## Available data:
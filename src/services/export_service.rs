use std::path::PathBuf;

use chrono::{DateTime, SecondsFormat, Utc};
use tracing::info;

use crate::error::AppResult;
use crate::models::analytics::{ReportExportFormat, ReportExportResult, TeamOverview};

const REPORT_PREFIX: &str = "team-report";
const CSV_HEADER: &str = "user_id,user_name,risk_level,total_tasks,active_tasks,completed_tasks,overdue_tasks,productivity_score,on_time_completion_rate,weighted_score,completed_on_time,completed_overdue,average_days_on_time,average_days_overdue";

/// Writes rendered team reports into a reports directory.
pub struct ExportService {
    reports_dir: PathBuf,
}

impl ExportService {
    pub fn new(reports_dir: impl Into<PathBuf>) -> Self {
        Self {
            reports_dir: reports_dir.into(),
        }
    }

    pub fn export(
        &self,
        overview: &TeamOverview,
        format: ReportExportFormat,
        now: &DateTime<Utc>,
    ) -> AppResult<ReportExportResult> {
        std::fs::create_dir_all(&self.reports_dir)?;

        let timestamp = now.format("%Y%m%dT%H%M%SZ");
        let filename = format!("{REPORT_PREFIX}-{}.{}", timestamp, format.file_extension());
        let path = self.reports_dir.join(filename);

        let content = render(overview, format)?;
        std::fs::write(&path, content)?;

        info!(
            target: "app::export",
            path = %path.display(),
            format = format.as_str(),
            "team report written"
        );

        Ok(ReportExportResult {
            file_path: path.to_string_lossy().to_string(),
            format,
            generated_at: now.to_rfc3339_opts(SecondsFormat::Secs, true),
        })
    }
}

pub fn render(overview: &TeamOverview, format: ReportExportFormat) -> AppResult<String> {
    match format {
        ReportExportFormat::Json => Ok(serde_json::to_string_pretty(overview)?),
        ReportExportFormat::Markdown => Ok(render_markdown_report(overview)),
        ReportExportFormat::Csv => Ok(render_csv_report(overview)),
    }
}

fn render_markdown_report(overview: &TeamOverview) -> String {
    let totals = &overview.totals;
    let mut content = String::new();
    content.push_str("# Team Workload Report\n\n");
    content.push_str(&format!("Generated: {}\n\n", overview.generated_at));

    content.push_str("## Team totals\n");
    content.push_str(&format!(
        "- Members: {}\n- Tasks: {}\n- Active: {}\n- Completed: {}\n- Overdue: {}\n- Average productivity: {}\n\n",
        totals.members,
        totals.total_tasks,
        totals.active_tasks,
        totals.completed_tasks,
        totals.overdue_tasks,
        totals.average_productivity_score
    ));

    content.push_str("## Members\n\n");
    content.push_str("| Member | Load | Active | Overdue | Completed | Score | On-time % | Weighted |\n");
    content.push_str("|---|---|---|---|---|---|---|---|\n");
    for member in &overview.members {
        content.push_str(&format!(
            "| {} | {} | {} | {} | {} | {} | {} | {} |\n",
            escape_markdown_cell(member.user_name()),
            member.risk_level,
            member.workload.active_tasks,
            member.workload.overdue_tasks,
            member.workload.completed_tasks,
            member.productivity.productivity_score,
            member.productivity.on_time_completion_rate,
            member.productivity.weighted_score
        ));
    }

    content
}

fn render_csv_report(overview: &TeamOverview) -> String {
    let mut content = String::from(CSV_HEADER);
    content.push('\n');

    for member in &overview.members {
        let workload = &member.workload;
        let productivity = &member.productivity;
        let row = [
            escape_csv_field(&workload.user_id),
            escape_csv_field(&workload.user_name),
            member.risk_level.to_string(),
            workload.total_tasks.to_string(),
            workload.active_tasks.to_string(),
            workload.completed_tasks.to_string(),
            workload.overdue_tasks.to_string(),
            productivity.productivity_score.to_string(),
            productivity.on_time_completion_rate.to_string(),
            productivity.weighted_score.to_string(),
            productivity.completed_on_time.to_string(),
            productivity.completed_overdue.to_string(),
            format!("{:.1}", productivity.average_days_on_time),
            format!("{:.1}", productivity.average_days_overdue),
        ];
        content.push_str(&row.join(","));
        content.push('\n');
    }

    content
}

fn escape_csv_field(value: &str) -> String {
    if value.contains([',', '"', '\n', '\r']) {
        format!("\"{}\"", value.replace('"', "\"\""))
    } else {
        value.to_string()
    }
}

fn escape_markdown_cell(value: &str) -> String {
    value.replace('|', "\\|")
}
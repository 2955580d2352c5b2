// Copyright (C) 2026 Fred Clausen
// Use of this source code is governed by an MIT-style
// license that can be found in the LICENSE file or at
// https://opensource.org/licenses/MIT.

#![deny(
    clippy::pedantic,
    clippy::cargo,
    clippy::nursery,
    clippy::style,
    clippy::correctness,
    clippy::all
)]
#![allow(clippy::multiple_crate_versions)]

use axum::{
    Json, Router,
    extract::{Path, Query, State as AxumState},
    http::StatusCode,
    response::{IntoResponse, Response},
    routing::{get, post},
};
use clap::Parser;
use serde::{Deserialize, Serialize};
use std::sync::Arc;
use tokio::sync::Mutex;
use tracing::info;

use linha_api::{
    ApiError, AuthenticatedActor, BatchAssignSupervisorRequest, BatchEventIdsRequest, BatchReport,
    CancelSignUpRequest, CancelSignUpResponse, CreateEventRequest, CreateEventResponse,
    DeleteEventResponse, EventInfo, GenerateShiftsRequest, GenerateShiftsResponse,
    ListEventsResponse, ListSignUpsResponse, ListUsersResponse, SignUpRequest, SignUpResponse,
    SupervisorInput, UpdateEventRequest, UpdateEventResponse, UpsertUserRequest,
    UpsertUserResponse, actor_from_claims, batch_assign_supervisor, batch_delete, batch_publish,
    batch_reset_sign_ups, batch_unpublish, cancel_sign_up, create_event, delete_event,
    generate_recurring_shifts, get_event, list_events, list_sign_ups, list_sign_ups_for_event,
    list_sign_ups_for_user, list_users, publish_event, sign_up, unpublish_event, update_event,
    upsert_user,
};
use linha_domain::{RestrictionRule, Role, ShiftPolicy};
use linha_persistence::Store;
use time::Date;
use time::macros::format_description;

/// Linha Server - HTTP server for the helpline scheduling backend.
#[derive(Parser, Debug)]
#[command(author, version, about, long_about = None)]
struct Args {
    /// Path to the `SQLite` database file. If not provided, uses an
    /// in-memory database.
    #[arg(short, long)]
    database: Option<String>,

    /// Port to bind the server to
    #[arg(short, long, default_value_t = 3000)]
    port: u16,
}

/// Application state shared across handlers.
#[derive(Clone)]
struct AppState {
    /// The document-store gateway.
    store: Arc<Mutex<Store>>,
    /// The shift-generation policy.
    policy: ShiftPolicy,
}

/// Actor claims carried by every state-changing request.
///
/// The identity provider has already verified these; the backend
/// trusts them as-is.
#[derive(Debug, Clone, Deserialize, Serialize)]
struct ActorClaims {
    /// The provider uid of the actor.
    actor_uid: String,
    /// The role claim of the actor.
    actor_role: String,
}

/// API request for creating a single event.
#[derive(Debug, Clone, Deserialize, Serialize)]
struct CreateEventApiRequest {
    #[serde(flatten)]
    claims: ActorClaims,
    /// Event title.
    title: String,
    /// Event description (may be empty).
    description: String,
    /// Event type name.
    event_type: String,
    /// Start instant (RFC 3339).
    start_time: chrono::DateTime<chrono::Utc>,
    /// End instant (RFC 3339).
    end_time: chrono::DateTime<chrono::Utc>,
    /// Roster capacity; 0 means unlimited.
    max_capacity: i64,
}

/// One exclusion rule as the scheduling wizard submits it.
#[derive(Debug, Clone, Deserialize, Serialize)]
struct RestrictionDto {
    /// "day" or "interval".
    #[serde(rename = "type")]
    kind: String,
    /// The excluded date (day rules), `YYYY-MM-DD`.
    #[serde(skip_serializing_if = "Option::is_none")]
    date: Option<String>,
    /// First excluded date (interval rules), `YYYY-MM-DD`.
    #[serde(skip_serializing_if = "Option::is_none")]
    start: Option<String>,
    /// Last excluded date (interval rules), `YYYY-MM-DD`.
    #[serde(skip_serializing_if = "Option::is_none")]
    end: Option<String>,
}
--
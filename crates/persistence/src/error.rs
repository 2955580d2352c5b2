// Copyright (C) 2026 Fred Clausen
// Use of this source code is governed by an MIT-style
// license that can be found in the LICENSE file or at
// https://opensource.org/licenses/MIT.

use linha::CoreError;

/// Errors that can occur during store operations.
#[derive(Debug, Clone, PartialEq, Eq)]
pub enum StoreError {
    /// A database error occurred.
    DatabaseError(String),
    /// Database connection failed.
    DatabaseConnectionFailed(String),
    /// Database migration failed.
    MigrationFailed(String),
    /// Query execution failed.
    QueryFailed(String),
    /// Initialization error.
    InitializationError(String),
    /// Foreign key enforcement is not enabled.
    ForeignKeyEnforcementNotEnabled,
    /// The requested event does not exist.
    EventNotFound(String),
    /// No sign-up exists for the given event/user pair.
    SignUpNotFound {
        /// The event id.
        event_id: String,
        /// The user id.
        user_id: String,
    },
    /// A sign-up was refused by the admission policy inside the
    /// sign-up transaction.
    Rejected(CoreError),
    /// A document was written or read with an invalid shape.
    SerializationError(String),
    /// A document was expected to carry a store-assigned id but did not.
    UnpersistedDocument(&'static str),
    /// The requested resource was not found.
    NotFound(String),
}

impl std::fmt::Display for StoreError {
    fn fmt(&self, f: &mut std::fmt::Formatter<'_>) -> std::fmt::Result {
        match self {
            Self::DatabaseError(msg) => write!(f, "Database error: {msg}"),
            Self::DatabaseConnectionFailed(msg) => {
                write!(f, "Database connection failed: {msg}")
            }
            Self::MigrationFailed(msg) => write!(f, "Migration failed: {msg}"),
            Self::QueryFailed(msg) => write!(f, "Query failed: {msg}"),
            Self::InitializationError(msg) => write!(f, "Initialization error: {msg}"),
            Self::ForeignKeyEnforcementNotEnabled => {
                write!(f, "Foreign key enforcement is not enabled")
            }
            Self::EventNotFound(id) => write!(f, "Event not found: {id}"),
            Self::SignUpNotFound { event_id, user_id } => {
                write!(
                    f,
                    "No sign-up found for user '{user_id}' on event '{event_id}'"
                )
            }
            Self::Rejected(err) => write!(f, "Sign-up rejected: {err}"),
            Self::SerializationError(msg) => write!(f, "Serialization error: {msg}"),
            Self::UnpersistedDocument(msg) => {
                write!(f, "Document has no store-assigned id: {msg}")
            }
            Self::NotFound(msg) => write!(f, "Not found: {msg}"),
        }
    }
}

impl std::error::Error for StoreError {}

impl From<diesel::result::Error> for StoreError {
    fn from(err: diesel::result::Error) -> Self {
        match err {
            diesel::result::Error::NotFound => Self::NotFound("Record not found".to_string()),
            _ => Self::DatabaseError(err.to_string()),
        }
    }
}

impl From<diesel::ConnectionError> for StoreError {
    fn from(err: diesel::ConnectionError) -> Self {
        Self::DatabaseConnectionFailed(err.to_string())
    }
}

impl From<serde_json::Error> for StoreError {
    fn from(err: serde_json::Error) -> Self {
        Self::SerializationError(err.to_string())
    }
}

## Instructions for the task:
Only one part of the material above is to be transcribed, namely the lines starting with the line that has "filename src/services/export_service.rs" and going on through the line that has "const REPORT_PREFIX: &str", exactly as they stand.

## Answer for the task:
filename src/services/export_service.rs
use std::path::PathBuf;

use chrono::{DateTime, SecondsFormat, Utc};
use tracing::info;

use crate::error::AppResult;
use crate::models::analytics::{ReportExportFormat, ReportExportResult, TeamOverview};

const REPORT_PREFIX: &str = "team-report";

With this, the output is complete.